Meyn Food Processing Technology (or simply Meyn) is a supplier of poultry processing services. The principal activity of Meyn is the manufacturing of poultry processing equipment for poultry processing plants. They operate in over ninety countries worldwide and on all continents including Europe, North America, Latin America, Asia, and Africa. They employ approximately 1,000 people and have a network of 14 sales offices. Its head office is in Oostzaan, the Netherlands.

On 31 July 2012, Meyn was taken over by CTB, Inc. (CTB), a subsidiary of Berkshire Hathaway Inc, a designer, manufacturer and marketer of agricultural systems and solutions.

==History==
Meyn was founded in Oostzaan, the Netherlands, in 1959 by Piet Meijn and Cor Koning. The poultry processing industry is deeply rooted in the region of Oostzaan, where the company developed its first machine to break eggs. It soon followed with the development of machinery to process poultry as a response to increasing local wages.

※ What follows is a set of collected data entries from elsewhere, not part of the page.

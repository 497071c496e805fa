// This Source Code Form is subject to the terms of the Mozilla Public
// License, v. 2.0. If a copy of the MPL was not distributed with this
// file, You can obtain one at https://mozilla.org/MPL/2.0/.

//! Interfaces to the host facilities vmadm drives but does not implement:
//! zone lifecycle, state observation, dataset quotas, datalink
//! configuration, backing storage, and bundle transport.
//!
//! Each is a narrow async trait so that the engine can run against the real
//! illumos tooling or against the in-memory fakes behind the `fakes` feature.

use std::sync::Arc;

use async_trait::async_trait;
use bytes::Bytes;
use serde_derive::{Deserialize, Serialize};
use thiserror::Error;
use uuid::Uuid;
use vmadm_api_types::{Nic, Transition, VmRecord, VmState};

/// Identifies which collaborator an error came from.
#[derive(Clone, Copy, Debug, PartialEq, Eq, strum::Display)]
#[strum(serialize_all = "snake_case")]
pub enum Interface {
    Zone,
    State,
    Quota,
    Network,
    Storage,
}

/// Failures reported by host collaborators.
#[derive(Clone, Debug, Error, PartialEq, Eq)]
pub enum HostError {
    #[error("VM is not known to the host")]
    NoSuchVm,

    #[error("{0}")]
    Failed(String),
}

/// The lifecycle state of a VM as the host currently sees it.
#[derive(Clone, Debug, PartialEq, Eq)]
pub struct Observed {
    pub state: VmState,
    pub transition: Option<Transition>,
    pub zoneid: Option<i32>,
}

impl Observed {
    pub fn is_settled(&self) -> bool {
        self.transition.is_none() && self.state.is_settled()
    }

    /// Overwrites the lifecycle fields of `record` with what was observed.
    pub fn apply_to(&self, record: &mut VmRecord) {
        record.state = self.state;
        record.transition = self.transition.clone();
        record.zoneid = self.zoneid;
    }
}

/// A named piece of backing storage that travels with a VM.
#[derive(Clone, Debug, PartialEq, Eq, Serialize, Deserialize)]
pub struct ExtentRef {
    pub name: String,
    /// Length in bytes.
    pub size: u64,
}

/// Creation, destruction, and power control of the OS virtualization
/// instance behind a VM.
#[cfg_attr(test, mockall::automock)]
#[async_trait]
pub trait ZoneManager: Send + Sync {
    /// Creates the instance and its datasets. The VM starts out stopped.
    async fn provision(&self, record: &VmRecord) -> Result<(), HostError>;

    /// Destroys the instance and releases its datasets.
    async fn destroy(&self, vm: Uuid) -> Result<(), HostError>;

    /// Asks the instance to boot. Returns once the request is accepted;
    /// the state change itself is observed through [`StateObserver`].
    async fn boot(&self, vm: Uuid) -> Result<(), HostError>;

    /// Asks the instance to halt. Same contract as [`ZoneManager::boot`].
    async fn halt(&self, vm: Uuid) -> Result<(), HostError>;
}

#[cfg_attr(test, mockall::automock)]
#[async_trait]
pub trait StateObserver: Send + Sync {
    async fn observe(&self, vm: Uuid) -> Result<Observed, HostError>;
}

/// Capacity limits on a VM's backing dataset, expressed as size tokens
/// such as `13G` or `none`.
#[cfg_attr(test, mockall::automock)]
#[async_trait]
pub trait QuotaBackend: Send + Sync {
    async fn set_quota(&self, vm: Uuid, token: &str) -> Result<(), HostError>;
    async fn get_quota(&self, vm: Uuid) -> Result<String, HostError>;
}

#[cfg_attr(test, mockall::automock)]
#[async_trait]
pub trait NetworkConfig: Send + Sync {
    /// Creates or reconfigures the datalink behind `nic`.
    async fn apply_nic(&self, vm: Uuid, nic: &Nic) -> Result<(), HostError>;
    async fn remove_nic(&self, vm: Uuid, nic: &Nic) -> Result<(), HostError>;
}

#[cfg_attr(test, mockall::automock)]
#[async_trait]
pub trait StorageBackend: Send + Sync {
    async fn list_extents(&self, vm: Uuid)
        -> Result<Vec<ExtentRef>, HostError>;

    async fn read_extent(
        &self,
        vm: Uuid,
        extent: &ExtentRef,
    ) -> Result<Bytes, HostError>;

    async fn write_extent(
        &self,
        vm: Uuid,
        extent: &ExtentRef,
        data: Bytes,
    ) -> Result<(), HostError>;

    /// Removes every extent written for `vm`. Used to back out a receive
    /// that failed part way.
    async fn discard_extents(&self, vm: Uuid) -> Result<(), HostError>;
}

/// Moves an encoded bundle to its destination: opaque bytes in, opaque bytes
/// out on the far side.
#[cfg_attr(test, mockall::automock)]
#[async_trait]
pub trait Transport: Send + Sync {
    async fn transfer(&self, vm: Uuid, bundle: Bytes)
        -> Result<Bytes, HostError>;
}

/// The set of collaborators one host provides.
#[derive(Clone)]
pub struct HostServices {
    pub zones: Arc<dyn ZoneManager>,
    pub state: Arc<dyn StateObserver>,
    pub quota: Arc<dyn QuotaBackend>,
    pub network: Arc<dyn NetworkConfig>,
    pub storage: Arc<dyn StorageBackend>,
}

/// The storage token for "no quota".
pub const QUOTA_NONE: &str = "none";

/// Renders a quota in GiB as the storage layer's size token.
pub fn quota_token(gib: u64) -> String {
    if gib == 0 {
        QUOTA_NONE.to_string()
    } else {
        format!("{gib}G")
    }
}

/// Parses a storage size token back into whole GiB.
///
/// Accepts `none`, `<n>G`, and `<n>T`. Anything else, including sizes that
/// are not a whole number of GiB, yields `None`.
pub fn parse_quota_token(token: &str) -> Option<u64> {
    if token == QUOTA_NONE || token == "0" {
        return Some(0);
    }
    let (digits, scale) = match token.as_bytes().last()? {
        b'G' => (&token[..token.len() - 1], 1),
        b'T' => (&token[..token.len() - 1], 1024),
        _ => return None,
    };
    digits.parse::<u64>().ok()?.checked_mul(scale)
}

Following various earlier changes of ownership, Meyn was acquired by Altor Funds (Altor) in 2005. Under its new ownership, the company grew to become the world market leader in this sector, with a turnover of more than 200 million euros. They expanded their business to more than 90 countries and built factories in the United States and Poland. The share of new projects being sold to emerging markets rose substantially while the total workforce doubled from 500 to 1,000 people. In 2012, Altor reached an agreement with CTB, a subsidiary of Berkshire Hathaway Inc, on the sale of Meyn to them. The acquisition was announced by CTB on May 4 of that year.

==Products==
The company manufactures poultry processing equipment for commercial birds, mainly broilers.